## EXTRACTED RECORDS
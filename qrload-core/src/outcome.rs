use serde::{Deserialize, Serialize};
use serde_json::Value;
use std::fmt;
use std::time::Duration;

/// A single request to issue against the target service.
#[derive(Debug, Clone, PartialEq)]
pub struct RequestSpec {
    /// Path relative to the service base URL, e.g. `/api/qr/generate`.
    pub endpoint: String,
    pub body: Value,
    pub timeout: Option<Duration>,
}

impl RequestSpec {
    pub fn new(endpoint: impl Into<String>, body: Value) -> Self {
        Self {
            endpoint: endpoint.into(),
            body,
            timeout: None,
        }
    }

    pub fn with_timeout(mut self, timeout: Duration) -> Self {
        self.timeout = Some(timeout);
        self
    }
}

/// Why a request did not succeed.
#[derive(Debug, Clone, Copy, PartialEq, Eq, Hash, Serialize, Deserialize)]
#[serde(rename_all = "snake_case")]
pub enum FailureKind {
    /// Connection refused, DNS, reset, or an unreadable body stream.
    Transport,
    Timeout,
    /// Non-2xx status.
    Http,
    /// 2xx with a body that is not the expected JSON object.
    Decode,
    /// 2xx where the service itself reported `success: false`.
    Rejected,
    /// The request task panicked or was cancelled.
    Aborted,
}

impl fmt::Display for FailureKind {
    fn fmt(&self, f: &mut fmt::Formatter<'_>) -> fmt::Result {
        let s = match self {
            FailureKind::Transport => "transport",
            FailureKind::Timeout => "timeout",
            FailureKind::Http => "http",
            FailureKind::Decode => "decode",
            FailureKind::Rejected => "rejected",
            FailureKind::Aborted => "aborted",
        };
        f.write_str(s)
    }
}

/// The result of exactly one request. Never mutated once produced.
#[derive(Debug, Clone, PartialEq, Serialize, Deserialize)]
pub struct Outcome {
    pub success: bool,
    pub latency_ms: f64,
    pub cached: bool,
    /// `0` when the request never got a status line back.
    pub status_code: u16,
    #[serde(default, skip_serializing_if = "Option::is_none")]
    pub error: Option<String>,
    #[serde(default, skip_serializing_if = "Option::is_none")]
    pub failure: Option<FailureKind>,
    pub response_size_bytes: u64,
    /// Raw response body, kept only when it could not be decoded.
    #[serde(default, skip_serializing_if = "Option::is_none")]
    pub body: Option<String>,
}

impl Outcome {
    pub fn success(latency: Duration, status_code: u16, cached: bool, size: u64) -> Self {
        Self {
            success: true,
            latency_ms: as_millis(latency),
            cached,
            status_code,
            error: None,
            failure: None,
            response_size_bytes: size,
            body: None,
        }
    }

    pub fn failure(
        latency: Duration,
        status_code: u16,
        kind: FailureKind,
        error: impl Into<String>,
    ) -> Self {
        Self {
            success: false,
            latency_ms: as_millis(latency),
            cached: false,
            status_code,
            error: Some(error.into()),
            failure: Some(kind),
            response_size_bytes: 0,
            body: None,
        }
    }

    pub fn with_body(mut self, body: String) -> Self {
        self.body = Some(body);
        self
    }

    pub fn latency(&self) -> Duration {
        Duration::from_secs_f64(self.latency_ms.max(0.) / 1e3)
    }

    /// Key used to group failures in the error breakdown.
    pub fn error_cause(&self) -> Option<&str> {
        if self.success {
            None
        } else {
            Some(self.error.as_deref().unwrap_or("unknown"))
        }
    }
}

fn as_millis(latency: Duration) -> f64 {
    latency.as_nanos() as f64 / 1e6
}

#[cfg(test)]
mod tests {
    use super::*;

    #[test]
    fn failure_is_never_cached() {
        let outcome = Outcome::failure(
            Duration::from_millis(3),
            503,
            FailureKind::Http,
            "HTTP 503",
        );
        assert!(!outcome.success);
        assert!(!outcome.cached);
        assert_eq!(outcome.response_size_bytes, 0);
        assert_eq!(outcome.error_cause(), Some("HTTP 503"));
    }

    #[test]
    fn latency_is_milliseconds() {
        let outcome = Outcome::success(Duration::from_micros(20_500), 200, true, 12);
        assert!((outcome.latency_ms - 20.5).abs() < 1e-9);
        assert_eq!(outcome.latency().as_millis(), 20);
        assert_eq!(outcome.error_cause(), None);
    }

    #[test]
    fn diagnostics_are_omitted_when_absent() {
        let outcome = Outcome::success(Duration::from_millis(1), 200, false, 0);
        let json = serde_json::to_value(&outcome).unwrap();
        assert!(json.get("error").is_none());
        assert!(json.get("body").is_none());

        let decode = Outcome::failure(Duration::ZERO, 200, FailureKind::Decode, "bad json")
            .with_body("<html>".to_string());
        let json = serde_json::to_value(&decode).unwrap();
        assert_eq!(json["failure"], "decode");
        assert_eq!(json["body"], "<html>");
    }
}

## EXERCISE DETAILS
Go through the records above and copy every line with the word "endpoint".

## ANSWER SPACE
    pub endpoint: String,
    pub fn new(endpoint: impl Into<String>, body: Value) -> Self {
            endpoint: endpoint.into(),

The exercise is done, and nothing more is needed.